Меркурьев приподнялся и огляделся с изумлением.
Ну нет никого! Кто здесь может быть?!..
Он встал, нашарил кроссовки и вышел на балкон.
На улице было светлей, чем в комнате, и море почти успокоилось, на нём лежал ровный жемчужный свет. Лес, наоборот, потемнел и надвинулся. Меркурьеву показалось, что в глубине, за деревьями, возится и двигается что-то большое.
По брусчатке со стороны моря поднимался человек. Он вёл велосипед и, заметив на балконе Меркурьева, приостановился, поздоровался и прошёл дальше, к дому.
– Добрый вечер, – сказал с балкона Василий Васильевич.
А что ещё сказать-то?… Это не вы тут сейчас разговаривали о делах?
Он постоял немного, вернулся в комнату, задёрнул штору, но дверь закрывать не стал – пусть пахнет дождём и морем!.. Сумки, набитые вещами, стояли одна под дверью, другая возле столика, но Василию Васильевичу скучно было думать о вещах.
Обустраиваться – раскладывать барахло, вытаскивать зарядники, рассовывать их по розеткам, выставлять к двери башмаки – он будет завтра.

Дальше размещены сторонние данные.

use super::parse_anime_id;
use crate::services::CatalogError;
use crate::state::SharedState;
use crate::store::StoreError;

pub async fn cmd_remove_anime(state: &SharedState, id_str: &str, yes: bool) -> anyhow::Result<()> {
    let Some(id) = parse_anime_id(id_str) else {
        return Ok(());
    };

    state.require_user().await?;
    let snapshot = state.catalog.snapshot();

    let Some(entry) = snapshot.anime.iter().find(|a| a.anime.id == id) else {
        println!("Anime with ID {id} not found in your catalog.");
        return Ok(());
    };
    let title = entry.anime.title.clone();

    if !yes {
        println!(
            "Delete '{}' (ID: {}) with {} episodes and all their links?",
            title,
            id,
            entry.episodes.len()
        );
        println!("Enter 'y' to confirm, anything else to cancel:");

        let mut input = String::new();
        std::io::stdin().read_line(&mut input)?;

        if !input.trim().eq_ignore_ascii_case("y") {
            println!("Cancelled.");
            return Ok(());
        }
    }

    match state.catalog.delete_anime(id).await {
        Ok(()) => println!("✓ Removed: {title}"),
        Err(CatalogError::Store(StoreError::NotFound(_))) => {
            println!("Anime with ID {id} was already removed.");
        }
        Err(e) => println!("✗ Failed to delete anime: {e}"),
    }

    Ok(())
}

Отпуск только начинается, сегодня даже не первый день. Отсчёт начнётся с завтрашнего!..
Кажется, те двое тоже говорили что-то про отсчёт.
Василий Васильевич с трудом выпростал из тугого брюха сумки чистую рубаху и безразмерные полотняные штаны с карманами на всевозможных местах – очень удобная штука! – босиком прошлёпал в ванную и долго стоял под душем, отогреваясь. Он и не подозревал, что сильно замёрз, пока не влез под горячую воду!..
Потом, пытаясь разглядеть себя в запотевшем зеркале, прикинул, бриться или не бриться. По-хорошему стоило бы, тем более… девушка Кристина, будущий историк из Калининграда, присутствует!.. Но лень страшно!..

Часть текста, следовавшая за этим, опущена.